In a very successful play, the Sicilian comedian Teresa Mannino recounts what happens every time she returns to Sicily and is reunited with her family. She tells us, in a funny way, how her various aunts, grandmothers and cousins react to the fact she is slim, as if there were something to be ashamed of, which is commented on every time they meet. She is constantly told: “Are you eating?” “You must eat something!” “Are you on a diet?” “Why aren’t you eating?” “You look unwell” “Common, you must eat, eat something!” This is all repeated with a slight Sicilian accent that transforms simple sequences of words into small and precious linguistic-cultural cameos. What is their problem? Why does Teresa’s beauty and her being in perfect physical shape cause these reactions? We have all happened to witness this type of conversation between an overweight woman and another younger and thinner woman. What is surprising is that it only takes a few seconds for the woman who is thinner to become too thin, at which point and endless list of offensive comments follows.
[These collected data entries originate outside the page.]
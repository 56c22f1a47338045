//! Instruction decoder for the CDP1802.
//!
//! Every opcode byte splits into two nibbles: I (high) picks the
//! instruction group and N (low) is either a register number, a device
//! number, or a sub-opcode for groups 3, 6, 7, C and F. Instead of nested
//! dispatch on I then N, the whole instruction set is laid out as one flat
//! 256-entry table built at compile time.

use serde::Serialize;

/// Branch and skip condition.
#[derive(Debug, Clone, Copy, PartialEq, Eq, Serialize)]
pub enum Condition {
    Always,
    Never,
    Q,
    NotQ,
    Zero,
    NonZero,
    Df,
    NotDf,
    /// External flag 1-4 set.
    Ef(u8),
    /// External flag 1-4 clear.
    NotEf(u8),
    InterruptsEnabled,
}

/// The operation an opcode performs.
///
/// Register-numbered groups (0N, 1N, 4N, 8N, ...) take their register
/// from the N nibble at execution time.
#[derive(Debug, Clone, Copy, PartialEq, Eq, Serialize)]
pub enum Operation {
    // ==================== Memory reference ====================
    /// IDL: wait for an interrupt or DMA.
    Idle,
    /// LDN: D := M(R(N)).
    LoadViaN,
    /// LDA: D := M(R(N)); R(N) += 1.
    LoadAdvance,
    /// STR: M(R(N)) := D.
    Store,
    /// LDX: D := M(R(X)).
    LoadViaX,
    /// LDXA: D := M(R(X)); R(X) += 1.
    LoadViaXAdvance,
    /// LDI: D := M(R(P)); R(P) += 1.
    LoadImmediate,
    /// STXD: M(R(X)) := D; R(X) -= 1.
    StoreViaXDecrement,

    // ==================== Register operations ====================
    Increment,
    Decrement,
    /// IRX: R(X) += 1.
    IncrementX,
    GetLow,
    GetHigh,
    PutLow,
    PutHigh,

    // ==================== Logic ====================
    Or,
    OrImmediate,
    And,
    AndImmediate,
    Xor,
    XorImmediate,
    ShiftRight,
    ShiftRightCarry,
    ShiftLeft,
    ShiftLeftCarry,

    // ==================== Arithmetic ====================
    Add,
    AddImmediate,
    AddCarry,
    AddCarryImmediate,
    /// SD: D := M(R(X)) - D.
    SubtractD,
    SubtractDImmediate,
    SubtractDBorrow,
    SubtractDBorrowImmediate,
    /// SM: D := D - M(R(X)).
    SubtractMemory,
    SubtractMemoryImmediate,
    SubtractMemoryBorrow,
    SubtractMemoryBorrowImmediate,

    // ==================== Branch and skip ====================
    ShortBranch(Condition),
    LongBranch(Condition),
    LongSkip(Condition),

    // ==================== Control ====================
    /// NOP (C4): three-cycle no-op in the long-branch group.
    NoOperation,
    SetP,
    SetX,
    ResetQ,
    SetQ,
    /// SAV: M(R(X)) := T.
    Save,
    /// MARK: T := X:P; M(R(2)) := T; X := P; R(2) -= 1.
    Mark,
    /// RET: X:P := M(R(X)); R(X) += 1; IE := 1.
    Return,
    /// DIS: as RET, with IE := 0.
    Disable,

    // ==================== Input/output ====================
    /// OUT 1-7: bus := M(R(X)); R(X) += 1.
    Output,
    /// INP 1-7: D := bus; M(R(X)) := D.
    Input,
    /// 68: unused on the 1802 (CDP1805 prefix), executes as a no-op.
    Reserved,
}

/// What follows or is embedded in the opcode, for display purposes.
#[derive(Debug, Clone, Copy, PartialEq, Eq, Serialize)]
pub enum OperandKind {
    None,
    /// N names a scratchpad register.
    Register,
    /// N (low three bits) names an I/O device.
    Device,
    /// One inline byte follows the opcode.
    Byte,
    /// Two inline bytes (high, low) follow the opcode.
    Word,
}

/// Static description of one opcode.
#[derive(Debug, Clone, Copy, PartialEq, Eq, Serialize)]
pub struct OpcodeInfo {
    pub operation: Operation,
    /// Canonical RCA mnemonic.
    pub mnemonic: &'static str,
    pub operand: OperandKind,
    /// Machine cycles charged for executing this opcode.
    pub cycles: u8,
}

impl OpcodeInfo {
    /// Total bytes occupied, opcode included.
    pub const fn size(&self) -> usize {
        match self.operand {
            OperandKind::Byte => 2,
            OperandKind::Word => 3,
            _ => 1,
        }
    }
}

const fn short(operation: Operation, mnemonic: &'static str, operand: OperandKind) -> OpcodeInfo {
    OpcodeInfo { operation, mnemonic, operand, cycles: 2 }
}

const fn long(operation: Operation, mnemonic: &'static str, operand: OperandKind) -> OpcodeInfo {
    OpcodeInfo { operation, mnemonic, operand, cycles: 3 }
}

const fn short_branch(n: u8) -> OpcodeInfo {
    use Condition::*;
    let (mnemonic, condition) = match n {
        0x0 => ("BR", Always),
        0x1 => ("BQ", Q),
        0x2 => ("BZ", Zero),
        0x3 => ("BDF", Df),
        0x4 => ("B1", Ef(1)),
        0x5 => ("B2", Ef(2)),
        0x6 => ("B3", Ef(3)),
        0x7 => ("B4", Ef(4)),
        // SKP consumes no operand of its own, it steps over the next byte
        0x8 => return short(Operation::ShortBranch(Never), "SKP", OperandKind::None),
        0x9 => ("BNQ", NotQ),
        0xA => ("BNZ", NonZero),
        0xB => ("BNF", NotDf),
        0xC => ("BN1", NotEf(1)),
        0xD => ("BN2", NotEf(2)),
        0xE => ("BN3", NotEf(3)),
        _ => ("BN4", NotEf(4)),
    };
    short(Operation::ShortBranch(condition), mnemonic, OperandKind::Byte)
}

const fn io_group(n: u8) -> OpcodeInfo {
    match n {
        0x0 => short(Operation::IncrementX, "IRX", OperandKind::None),
        0x1..=0x7 => short(Operation::Output, "OUT", OperandKind::Device),
        0x8 => short(Operation::Reserved, "???", OperandKind::None),
        _ => short(Operation::Input, "INP", OperandKind::Device),
    }
}

const fn control_group(n: u8) -> OpcodeInfo {
    use Operation::*;
    match n {
        0x0 => short(Return, "RET", OperandKind::None),
        0x1 => short(Disable, "DIS", OperandKind::None),
        0x2 => short(LoadViaXAdvance, "LDXA", OperandKind::None),
        0x3 => short(StoreViaXDecrement, "STXD", OperandKind::None),
        0x4 => short(AddCarry, "ADC", OperandKind::None),
        0x5 => short(SubtractDBorrow, "SDB", OperandKind::None),
        0x6 => short(ShiftRightCarry, "SHRC", OperandKind::None),
        0x7 => short(SubtractMemoryBorrow, "SMB", OperandKind::None),
        0x8 => short(Save, "SAV", OperandKind::None),
        0x9 => short(Mark, "MARK", OperandKind::None),
        0xA => short(ResetQ, "REQ", OperandKind::None),
        0xB => short(SetQ, "SEQ", OperandKind::None),
        0xC => short(AddCarryImmediate, "ADCI", OperandKind::Byte),
        0xD => short(SubtractDBorrowImmediate, "SDBI", OperandKind::Byte),
        0xE => short(ShiftLeftCarry, "SHLC", OperandKind::None),
        _ => short(SubtractMemoryBorrowImmediate, "SMBI", OperandKind::Byte),
    }
}

const fn long_group(n: u8) -> OpcodeInfo {
    use Condition::*;
    use Operation::{LongBranch, LongSkip, NoOperation};
    match n {
        0x0 => long(LongBranch(Always), "LBR", OperandKind::Word),
        0x1 => long(LongBranch(Q), "LBQ", OperandKind::Word),
        0x2 => long(LongBranch(Zero), "LBZ", OperandKind::Word),
        0x3 => long(LongBranch(Df), "LBDF", OperandKind::Word),
        0x4 => long(NoOperation, "NOP", OperandKind::None),
        0x5 => long(LongSkip(NotQ), "LSNQ", OperandKind::None),
        0x6 => long(LongSkip(NonZero), "LSNZ", OperandKind::None),
        0x7 => long(LongSkip(NotDf), "LSNF", OperandKind::None),
        // not-taken long branch: always steps over two bytes
        0x8 => long(LongBranch(Never), "LSKP", OperandKind::None),
        0x9 => long(LongBranch(NotQ), "LBNQ", OperandKind::Word),
        0xA => long(LongBranch(NonZero), "LBNZ", OperandKind::Word),
        0xB => long(LongBranch(NotDf), "LBNF", OperandKind::Word),
        0xC => long(LongSkip(InterruptsEnabled), "LSIE", OperandKind::None),
        0xD => long(LongSkip(Q), "LSQ", OperandKind::None),
        0xE => long(LongSkip(Zero), "LSZ", OperandKind::None),
        _ => long(LongSkip(Df), "LSDF", OperandKind::None),
    }
}

const fn alu_group(n: u8) -> OpcodeInfo {
    use Operation::*;
    match n {
        0x0 => short(LoadViaX, "LDX", OperandKind::None),
        0x1 => short(Or, "OR", OperandKind::None),
        0x2 => short(And, "AND", OperandKind::None),
        0x3 => short(Xor, "XOR", OperandKind::None),
        0x4 => short(Add, "ADD", OperandKind::None),
        0x5 => short(SubtractD, "SD", OperandKind::None),
        0x6 => short(ShiftRight, "SHR", OperandKind::None),
        0x7 => short(SubtractMemory, "SM", OperandKind::None),
        0x8 => short(LoadImmediate, "LDI", OperandKind::Byte),
        0x9 => short(OrImmediate, "ORI", OperandKind::Byte),
        0xA => short(AndImmediate, "ANI", OperandKind::Byte),
        0xB => short(XorImmediate, "XRI", OperandKind::Byte),
        0xC => short(AddImmediate, "ADI", OperandKind::Byte),
        0xD => short(SubtractDImmediate, "SDI", OperandKind::Byte),
        0xE => short(ShiftLeft, "SHL", OperandKind::None),
        _ => short(SubtractMemoryImmediate, "SMI", OperandKind::Byte),
    }
}

const fn entry(opcode: u8) -> OpcodeInfo {
    use Operation::*;
    let n = opcode & 0x0F;
    match opcode >> 4 {
        0x0 if n == 0 => short(Idle, "IDL", OperandKind::None),
        0x0 => short(LoadViaN, "LDN", OperandKind::Register),
        0x1 => short(Increment, "INC", OperandKind::Register),
        0x2 => short(Decrement, "DEC", OperandKind::Register),
        0x3 => short_branch(n),
        0x4 => short(LoadAdvance, "LDA", OperandKind::Register),
        0x5 => short(Store, "STR", OperandKind::Register),
        0x6 => io_group(n),
        0x7 => control_group(n),
        0x8 => short(GetLow, "GLO", OperandKind::Register),
        0x9 => short(GetHigh, "GHI", OperandKind::Register),
        0xA => short(PutLow, "PLO", OperandKind::Register),
        0xB => short(PutHigh, "PHI", OperandKind::Register),
        0xC => long_group(n),
        0xD => short(SetP, "SEP", OperandKind::Register),
        0xE => short(SetX, "SEX", OperandKind::Register),
        _ => alu_group(n),
    }
}

const fn build_table() -> [OpcodeInfo; 256] {
    let mut table = [short(Operation::Reserved, "???", OperandKind::None); 256];
    let mut opcode = 0;
    while opcode < 256 {
        table[opcode] = entry(opcode as u8);
        opcode += 1;
    }
    table
}

/// The complete instruction set, indexed by opcode byte.
pub static OPCODE_TABLE: [OpcodeInfo; 256] = build_table();

/// A decoded opcode byte.
#[derive(Debug, Clone, Copy, PartialEq, Eq)]
pub struct Instruction {
    opcode: u8,
}

impl Instruction {
    /// The raw opcode byte.
    pub fn opcode(&self) -> u8 {
        self.opcode
    }

    /// High nibble.
    pub fn i(&self) -> u8 {
        self.opcode >> 4
    }

    /// Low nibble.
    pub fn n(&self) -> u8 {
        self.opcode & 0x0F
    }

    pub fn info(&self) -> &'static OpcodeInfo {
        &OPCODE_TABLE[self.opcode as usize]
    }

    pub fn operation(&self) -> Operation {
        self.info().operation
    }

    pub fn cycles(&self) -> u32 {
        self.info().cycles as u32
    }

    pub fn size(&self) -> usize {
        self.info().size()
    }
}

/// Decode an opcode byte. Every byte decodes; reserved slots are no-ops.
#[inline]
pub fn decode(opcode: u8) -> Instruction {
    Instruction { opcode }
}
Also in this case we must ask ourselves: “What is the problem?” How often would we like to answer: “Don’t worry, you are already beautiful, as long as you are happy with your size and weight.” However, this is actually not possible, because the truth is that our interlocutor, who cannot come to terms with the fact she is overweight, and is therefore asking us to put on weight together with her, would feel hurt, indeed very hurt. All the same, if we are able to guess what the problem is the conversation becomes more effective and allows us to respond with a slight smile, the twitch of an eye, which alone is able to reveal a world. The point is that women and men are neither too fat nor too thin. Our weight is exactly what we want it to be; above all, nobody wants their actual and desired weight – which we choose daily when deciding what to eat – to be the subject of conversation, to be judged or evaluated by whoever feels like it. The standard cannot be externalised, it cannot be decided by others. So who should be making this decision? Once again, the conversation is being infiltrated by the malignant adverb and we should ask: “Too much according to me or you? How dare you? Why don’t you keep your ‘too much’ to yourself?”